1 Introduction

When working with data in R there are many different data objects that may be incorporated within different coding paradigms. For example, you could work with basic vectors and matrixes, or you could make use of variables that are incorporated within one of the many different types of tables. In addition, there are also a number of different types of time series objects, where the individual values for the data are assigned to a specific date.

Broadly speaking there are currently three main types of time series objects that you will frequently encounter:

base variables include basic vectors and matrices, as well as ts objects
xts or zoo time series variables that are very popular with most financial packages
tidyverse objects that are very popular with the data science fraternity

There are a number of other time series object, such as those in the tidyquant suite, which seeks to incorporate features from xts and tidyverse objects. In what follows, we will largely make use of both base and tidyverse objects as these are often used in a broad spectrum of projects (i.e. including those are not limited to an investigation that involves time series variables.

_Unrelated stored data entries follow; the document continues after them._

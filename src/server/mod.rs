//! Local server for the generated site, with the preview endpoints
//!
//! Static pages come from the public directory. Post pages are rendered live
//! while a preview cookie is set, so editors see draft revisions.

use anyhow::Result;
use axum::{
    body::Body,
    extract::{Path, Query, State},
    http::{header, HeaderMap, Request, StatusCode},
    response::{Html, IntoResponse, Redirect, Response},
    routing::get,
    Router,
};
use percent_encoding::{percent_decode_str, utf8_percent_encode, AsciiSet, NON_ALPHANUMERIC};
use serde::Deserialize;
use std::net::SocketAddr;
use std::sync::Arc;
use tower_http::services::ServeDir;
use tower_http::trace::TraceLayer;

use crate::client::ClientError;
use crate::generator::Generator;
use crate::helpers::{post_url, url_for};
use crate::preview::{PreviewContext, PREVIEW_COOKIE};
use crate::{Blog, Error};

/// Cookie value characters left as-is
const COOKIE_VALUE: &AsciiSet = &NON_ALPHANUMERIC
    .remove(b'-')
    .remove(b'_')
    .remove(b'.')
    .remove(b'~');

/// Server state
struct ServerState {
    generator: Generator,
}

#[derive(Debug, Deserialize)]
struct PreviewParams {
    token: Option<String>,
    slug: Option<String>,
}

/// Start the server
pub async fn start(blog: &Blog, ip: &str, port: u16) -> Result<()> {
    let generator = Generator::new(blog, blog.client()?)?;
    let app = router(generator);

    // Parse address - handle "localhost" specially
    let bind_ip = if ip == "localhost" { "127.0.0.1" } else { ip };
    let addr: SocketAddr = format!("{}:{}", bind_ip, port).parse()?;

    println!("Server running at http://{}:{}", ip, port);
    println!("Press Ctrl+C to stop.");

    let listener = tokio::net::TcpListener::bind(addr).await?;
    axum::serve(listener, app).await?;

    Ok(())
}

fn router(generator: Generator) -> Router {
    let state = Arc::new(ServerState { generator });

    Router::new()
        .route("/api/preview", get(preview_handler))
        .route("/api/exit-preview", get(exit_preview_handler))
        .route("/post/:slug", get(post_handler))
        .route("/post/:slug/", get(post_handler))
        .fallback(static_handler)
        .layer(TraceLayer::new_for_http())
        .with_state(state)
}

/// Enter preview mode for a draft ref and jump to the previewed post
async fn preview_handler(
    State(state): State<Arc<ServerState>>,
    Query(params): Query<PreviewParams>,
) -> Response {
    let Some(token) = params.token.filter(|t| !t.trim().is_empty()) else {
        return (StatusCode::BAD_REQUEST, "Missing preview token").into_response();
    };

    let config = &state.generator.blog().config;
    let location = match params.slug.filter(|s| !s.is_empty()) {
        Some(slug) => post_url(config, &slug),
        None => url_for(config, ""),
    };

    tracing::info!("Entering preview mode, redirecting to {}", location);
    (
        [(header::SET_COOKIE, preview_cookie(&token))],
        Redirect::temporary(&location),
    )
        .into_response()
}

/// Leave preview mode
async fn exit_preview_handler(State(state): State<Arc<ServerState>>) -> Response {
    let location = url_for(&state.generator.blog().config, "");
    tracing::info!("Leaving preview mode");
    (
        [(header::SET_COOKIE, clear_preview_cookie())],
        Redirect::temporary(&location),
    )
        .into_response()
}

/// Post page: live render in preview mode, generated file otherwise
async fn post_handler(
    State(state): State<Arc<ServerState>>,
    Path(slug): Path<String>,
    request: Request<Body>,
) -> Response {
    let Some(token) = preview_ref(request.headers()) else {
        return static_handler(State(state), request).await;
    };

    let preview = PreviewContext::from_ref(Some(token));
    let loader = state.generator.loader();
    let view = match loader.load_post(&slug, &preview).await {
        Ok(view) => view,
        Err(Error::Client(ClientError::NotFound { .. })) => {
            return (StatusCode::NOT_FOUND, "Not found").into_response();
        }
        Err(e) => {
            tracing::error!("Preview of {} failed: {}", slug, e);
            return (StatusCode::BAD_GATEWAY, "Content API error").into_response();
        }
    };

    match state.generator.render_post(&view) {
        Ok(html) => Html(html).into_response(),
        Err(e) => {
            tracing::error!("Failed to render {}: {:#}", slug, e);
            (StatusCode::INTERNAL_SERVER_ERROR, "Render error").into_response()
        }
    }
}

/// Serve generated files using tower-http
async fn static_handler(State(state): State<Arc<ServerState>>, request: Request<Body>) -> Response {
    let public_dir = &state.generator.blog().public_dir;
    let mut service = ServeDir::new(public_dir).append_index_html_on_directories(true);
    match service.try_call(request).await {
        Ok(response) => response.into_response(),
        Err(_) => (StatusCode::INTERNAL_SERVER_ERROR, "Server error").into_response(),
    }
}

/// `Set-Cookie` value that starts a preview session
fn preview_cookie(token: &str) -> String {
    format!(
        "{}={}; Path=/; HttpOnly; SameSite=Lax",
        PREVIEW_COOKIE,
        utf8_percent_encode(token, COOKIE_VALUE)
    )
}

/// `Set-Cookie` value that expires the preview session
fn clear_preview_cookie() -> String {
    format!("{}=; Path=/; HttpOnly; SameSite=Lax; Max-Age=0", PREVIEW_COOKIE)
}

/// Preview ref carried by the request cookies, if any
fn preview_ref(headers: &HeaderMap) -> Option<String> {
    headers
        .get_all(header::COOKIE)
        .iter()
        .filter_map(|value| value.to_str().ok())
        .flat_map(|value| value.split(';'))
        .filter_map(|pair| pair.trim().split_once('='))
        .find(|(name, _)| *name == PREVIEW_COOKIE)
        .and_then(|(_, value)| percent_decode_str(value).decode_utf8().ok())
        .map(|value| value.into_owned())
        .filter(|value| !value.is_empty())
}
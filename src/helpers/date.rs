//! Date helper functions

use chrono::{DateTime, Locale, Utc};
use chrono_tz::Tz;

use crate::config::SiteConfig;

/// Formats API timestamps in the site's timezone and language
#[derive(Debug, Clone)]
pub struct DateFormatter {
    date_format: String,
    datetime_format: String,
    tz: Tz,
    locale: Locale,
}

impl DateFormatter {
    pub fn new(date_format: &str, datetime_format: &str, tz: Tz, locale: Locale) -> Self {
        Self {
            date_format: date_format.to_string(),
            datetime_format: datetime_format.to_string(),
            tz,
            locale,
        }
    }

    pub fn from_config(config: &SiteConfig) -> Self {
        Self::new(
            &config.date_format,
            &config.datetime_format,
            config.tz(),
            config.locale(),
        )
    }

    /// e.g. `15 mar 2021`
    pub fn date(&self, date: &DateTime<Utc>) -> String {
        format_localized(date, &self.date_format, self.tz, self.locale)
    }

    /// e.g. `19 mar 2021, às 15:49`
    pub fn datetime(&self, date: &DateTime<Utc>) -> String {
        format_localized(date, &self.datetime_format, self.tz, self.locale)
    }
}

/// Format `date` with a strftime pattern after converting it to `tz`
pub fn format_localized(date: &DateTime<Utc>, format: &str, tz: Tz, locale: Locale) -> String {
    date.with_timezone(&tz)
        .format_localized(format, locale)
        .to_string()
}

/// ISO 8601 / XML format, for `<time datetime>` attributes
pub fn date_xml(date: &DateTime<Utc>) -> String {
    date.format("%Y-%m-%dT%H:%M:%S%.3fZ").to_string()
}
//! CLI command implementations

pub mod clean;
pub mod generate;
pub mod list;
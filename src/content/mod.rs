//! Content module - raw API documents, view models and the pure transforms over them

pub mod adjacency;
mod document;
mod error;
pub mod loader;
mod post;
pub mod reading_time;
pub mod richtext;

pub use adjacency::Adjacency;
pub use document::{ApiPage, RawDocument};
pub use error::ContentError;
pub use loader::{ContentLoader, PostView};
pub use post::{AdjacentPostRef, ContentSection, PostDetail, PostSummary};
pub use reading_time::estimate_reading_time;
pub use richtext::{RichTextNode, Span};
//! Clean the public directory

use anyhow::Result;
use std::fs;

use crate::Blog;

/// Remove the generated site
pub fn run(blog: &Blog) -> Result<()> {
    if blog.public_dir.exists() {
        fs::remove_dir_all(&blog.public_dir)?;
        tracing::info!("Deleted: {:?}", blog.public_dir);
    } else {
        tracing::debug!("Nothing to clean at {:?}", blog.public_dir);
    }

    Ok(())
}

#[cfg(test)]
mod tests {
    use super::*;
    use crate::config::SiteConfig;

    #[test]
    fn test_clean_removes_public_dir() {
        let dir = tempfile::tempdir().unwrap();
        let blog = Blog::with_config(dir.path(), SiteConfig::default());
        fs::create_dir_all(blog.public_dir.join("post/a")).unwrap();
        fs::write(blog.public_dir.join("index.html"), "x").unwrap();

        run(&blog).unwrap();
        assert!(!blog.public_dir.exists());

        // Cleaning twice is fine
        run(&blog).unwrap();
    }
}
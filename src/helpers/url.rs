//! URL helper functions

use percent_encoding::{utf8_percent_encode, AsciiSet, CONTROLS};

use crate::config::SiteConfig;

/// Characters escaped inside a single path segment
const SEGMENT: &AsciiSet = &CONTROLS
    .add(b' ')
    .add(b'"')
    .add(b'#')
    .add(b'%')
    .add(b'/')
    .add(b'<')
    .add(b'>')
    .add(b'?')
    .add(b'`')
    .add(b'{')
    .add(b'}')
    .add(b'\'');

/// Generate a URL with the root path
///
/// # Examples
/// ```ignore
/// url_for(&config, "/post/hello/") // -> "/blog/post/hello/"
/// ```
pub fn url_for(config: &SiteConfig, path: &str) -> String {
    let root = config.root.trim_end_matches('/');
    let path = path.trim_start_matches('/');

    if path.is_empty() {
        format!("{}/", root)
    } else {
        format!("{}/{}", root, path)
    }
}

/// Generate a full URL including the domain
pub fn full_url_for(config: &SiteConfig, path: &str) -> String {
    format!("{}{}", config.url.trim_end_matches('/'), url_for(config, path))
}

/// Escape a value for use as one path segment
pub fn encode_segment(segment: &str) -> String {
    utf8_percent_encode(segment, SEGMENT).to_string()
}

/// Output path of a post, relative to the public directory
pub fn post_dir(uid: &str) -> String {
    format!("post/{}/", encode_segment(uid))
}

/// Link to a post page
pub fn post_url(config: &SiteConfig, uid: &str) -> String {
    url_for(config, &post_dir(uid))
}

/// Output path of listing page `page` (1-based), relative to the public directory
pub fn listing_dir(page: usize) -> String {
    if page <= 1 {
        String::new()
    } else {
        format!("page/{}/", page)
    }
}

/// Link to listing page `page`
pub fn listing_url(config: &SiteConfig, page: usize) -> String {
    url_for(config, &listing_dir(page))
}

#[cfg(test)]
mod tests {
    use super::*;

    fn config(root: &str) -> SiteConfig {
        SiteConfig {
            root: root.to_string(),
            url: "https://blog.example.com/".to_string(),
            ..SiteConfig::default()
        }
    }

    #[test]
    fn test_url_for() {
        assert_eq!(url_for(&config("/"), "/post/a/"), "/post/a/");
        assert_eq!(url_for(&config("/blog/"), "post/a/"), "/blog/post/a/");
        assert_eq!(url_for(&config("/blog"), ""), "/blog/");
    }

    #[test]
    fn test_full_url_for() {
        assert_eq!(
            full_url_for(&config("/"), "post/a/"),
            "https://blog.example.com/post/a/"
        );
    }

    #[test]
    fn test_post_url_encodes_uid() {
        assert_eq!(post_url(&config("/"), "como-utilizar-hooks"), "/post/como-utilizar-hooks/");
        assert_eq!(post_url(&config("/"), "a b/c"), "/post/a%20b%2Fc/");
        assert_eq!(post_url(&config("/"), "ação"), "/post/a%C3%A7%C3%A3o/");
    }

    #[test]
    fn test_listing_url() {
        assert_eq!(listing_url(&config("/"), 1), "/");
        assert_eq!(listing_url(&config("/"), 3), "/page/3/");
        assert_eq!(listing_dir(2), "page/2/");
    }
}
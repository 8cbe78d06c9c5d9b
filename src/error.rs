//! Crate-level error combining transport and content-shape failures

use thiserror::Error;

use crate::client::ClientError;
use crate::content::ContentError;

#[derive(Error, Debug)]
pub enum Error {
    #[error(transparent)]
    Client(#[from] ClientError),

    #[error(transparent)]
    Content(#[from] ContentError),
}

pub type Result<T> = std::result::Result<T, Error>;
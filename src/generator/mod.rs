//! Generator module - renders the listing and post pages to static HTML

use anyhow::Result;
use std::fs;
use std::path::Path;
use std::sync::Arc;

use tera::Context;

use crate::client::ContentClient;
use crate::content::{richtext, ContentLoader, PostSummary, PostView};
use crate::helpers::{
    date_xml, full_url_for, listing_dir, listing_url, post_dir, post_url, url_for, DateFormatter,
};
use crate::pagination::PaginationState;
use crate::preview::PreviewContext;
use crate::templates::{
    CommentData, NavPost, PostCardData, PostPageData, SectionData, SiteData, TemplateRenderer,
    STYLESHEET,
};
use crate::Blog;

/// What a generation run produced
#[derive(Debug, Clone, Default, PartialEq)]
pub struct GenerateSummary {
    pub listing_pages: usize,
    pub posts: usize,
    /// Posts that could not be mapped, by uid
    pub skipped: Vec<String>,
}

/// Static site generator over a content client
pub struct Generator {
    blog: Blog,
    client: Arc<dyn ContentClient>,
    renderer: TemplateRenderer,
    dates: DateFormatter,
}

impl Generator {
    /// Create a new generator
    pub fn new(blog: &Blog, client: Arc<dyn ContentClient>) -> Result<Self> {
        let renderer = TemplateRenderer::new()?;
        let dates = DateFormatter::from_config(&blog.config);

        Ok(Self {
            blog: blog.clone(),
            client,
            renderer,
            dates,
        })
    }

    pub fn blog(&self) -> &Blog {
        &self.blog
    }

    pub fn loader(&self) -> ContentLoader<'_> {
        ContentLoader::new(self.client.as_ref(), self.blog.config.api.page_size)
    }

    /// Generate the entire site
    pub async fn generate(&self, preview: &PreviewContext) -> Result<GenerateSummary> {
        let public_dir = &self.blog.public_dir;
        fs::create_dir_all(public_dir)?;
        fs::write(public_dir.join("styles.css"), STYLESHEET)?;

        let loader = self.loader();
        let mut summary = GenerateSummary::default();

        // Each listing page shows everything loaded so far, the way the
        // "load more" button grows the list
        let mut state = loader.first_page().await?;
        let mut page_num = 1;
        loop {
            let html = self.render_listing(&state, page_num)?;
            write_page(public_dir, &listing_dir(page_num), &html)?;
            summary.listing_pages += 1;

            if !state.has_more() {
                break;
            }
            state.load_more(self.client.as_ref()).await?;
            page_num += 1;
        }

        tracing::info!(
            "Generated {} listing pages with {} posts",
            summary.listing_pages,
            state.len()
        );

        for post in state.items() {
            match self.generate_post(post, preview).await {
                Ok(()) => summary.posts += 1,
                // Only malformed posts are skipped; transport failures abort
                Err(e) if is_malformed(&e) => {
                    tracing::warn!("Skipping post {}: {:#}", post.uid, e);
                    summary.skipped.push(post.uid.clone());
                }
                Err(e) => return Err(e.context(format!("Failed to load post {}", post.uid))),
            }
        }

        Ok(summary)
    }

    async fn generate_post(&self, post: &PostSummary, preview: &PreviewContext) -> Result<()> {
        let view = self.loader().load_post(&post.uid, preview).await?;
        let html = self.render_post(&view)?;
        write_page(&self.blog.public_dir, &post_dir(&view.post.uid), &html)?;
        tracing::debug!("Generated post: {}", view.post.uid);
        Ok(())
    }

    /// Create a base context with common variables
    fn create_base_context(&self) -> Context {
        let config = &self.blog.config;
        let mut context = Context::new();
        context.insert(
            "site",
            &SiteData {
                title: config.title.clone(),
                description: config.description.clone(),
                lang: config.language.replace('_', "-"),
                root: url_for(config, ""),
                url: config.url.clone(),
            },
        );
        context.insert("page_title", &None::<String>);
        context.insert("page_description", &None::<String>);
        context.insert("canonical", &None::<String>);
        context
    }

    /// Render listing page `page_num` from the accumulated state
    pub fn render_listing(&self, state: &PaginationState, page_num: usize) -> Result<String> {
        let config = &self.blog.config;
        let posts: Vec<PostCardData> = state
            .items()
            .iter()
            .map(|p| PostCardData {
                uid: p.uid.clone(),
                title: p.title.clone(),
                subtitle: p.subtitle.clone(),
                author: p.author.clone(),
                date: p.first_publication_date.map(|d| self.dates.date(&d)),
                iso_date: p.first_publication_date.map(|d| date_xml(&d)),
                path: post_url(config, &p.uid),
            })
            .collect();

        let next_link = state
            .has_more()
            .then(|| listing_url(config, page_num + 1));

        let mut context = self.create_base_context();
        context.insert("posts", &posts);
        context.insert("next_link", &next_link);

        self.renderer.render("index.html", &context)
    }

    /// Render a post page
    pub fn render_post(&self, view: &PostView) -> Result<String> {
        let config = &self.blog.config;
        let post = &view.post;

        let page = PostPageData {
            uid: post.uid.clone(),
            title: post.title.clone(),
            banner_url: post.banner_url.clone(),
            author: post.author.clone(),
            date: post.first_publication_date.map(|d| self.dates.date(&d)),
            iso_date: post.first_publication_date.map(|d| date_xml(&d)),
            edited: post
                .last_publication_date
                .filter(|_| post.was_edited())
                .map(|d| self.dates.datetime(&d)),
            reading_time: view.reading_time,
            sections: post
                .content
                .iter()
                .map(|s| SectionData {
                    heading: s.heading.clone(),
                    html: richtext::as_html(&s.body),
                })
                .collect(),
            path: post_url(config, &post.uid),
        };

        let nav = |p: &crate::content::AdjacentPostRef| NavPost {
            title: p.title.clone(),
            path: post_url(config, &p.uid),
        };

        let comments = config.comments.enabled().then(|| CommentData {
            repo: config.comments.repo.clone(),
            issue_term: config.comments.issue_term.clone(),
            theme: config.comments.theme.clone(),
        });

        let description = post
            .content
            .first()
            .map(|s| richtext::as_text(&s.body))
            .filter(|d| !d.trim().is_empty());

        let mut context = self.create_base_context();
        context.insert("page_title", &post.title);
        context.insert("page_description", &description);
        context.insert("canonical", &full_url_for(config, &post_dir(&post.uid)));
        context.insert("post", &page);
        context.insert("prev_post", &view.adjacency.previous.as_ref().map(nav));
        context.insert("next_post", &view.adjacency.next.as_ref().map(nav));
        context.insert("comments", &comments);
        context.insert("preview", &view.preview);

        self.renderer.render("post.html", &context)
    }
}

fn is_malformed(err: &anyhow::Error) -> bool {
    matches!(
        err.downcast_ref::<crate::Error>(),
        Some(crate::Error::Content(_))
    )
}

/// Write `html` to `<public_dir>/<dir>index.html`
fn write_page(public_dir: &Path, dir: &str, html: &str) -> Result<()> {
    let output_path = public_dir.join(dir).join("index.html");
    if let Some(parent) = output_path.parent() {
        fs::create_dir_all(parent)
            .map_err(|e| anyhow::anyhow!("Failed to create dir {:?}: {}", parent, e))?;
    }
    fs::write(&output_path, html)
        .map_err(|e| anyhow::anyhow!("Failed to write {:?}: {}", output_path, e))?;
    tracing::debug!("Generated: {:?}", output_path);
    Ok(())
}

The location for the scripts that will be used in this course may be found by following the link one the webpage https://www.economodel.com/time-series-analysis. Please download the appropriate *.zip folder. Within each *.zip folder, you will find an *.Rproj file that sets the working directory and the default environment for the session. In this case, after extracting the files in the T2-break.zip folder you should double click on T2-break.Rproj, which should open up in RStudio. If it doesn’t then you will need to right-click on the file before selecting open-in and then RStudio.

2 Change point tests

Now that the project is open, we can then look at the first script for this session. Please open the file T2_change.R. To complete this tutorial, we will need to install a number of packages, where we will be making use of the changepoint, strucchange, tidyverse and lubridate packages. These packages are used for: performing change point tests, performing structural change tests, working within the tidyverse environment, and working with dates within the tidyverse environment. In addition, we are also going to collect data that is located in a GitLab repository, for which we need the devtools package.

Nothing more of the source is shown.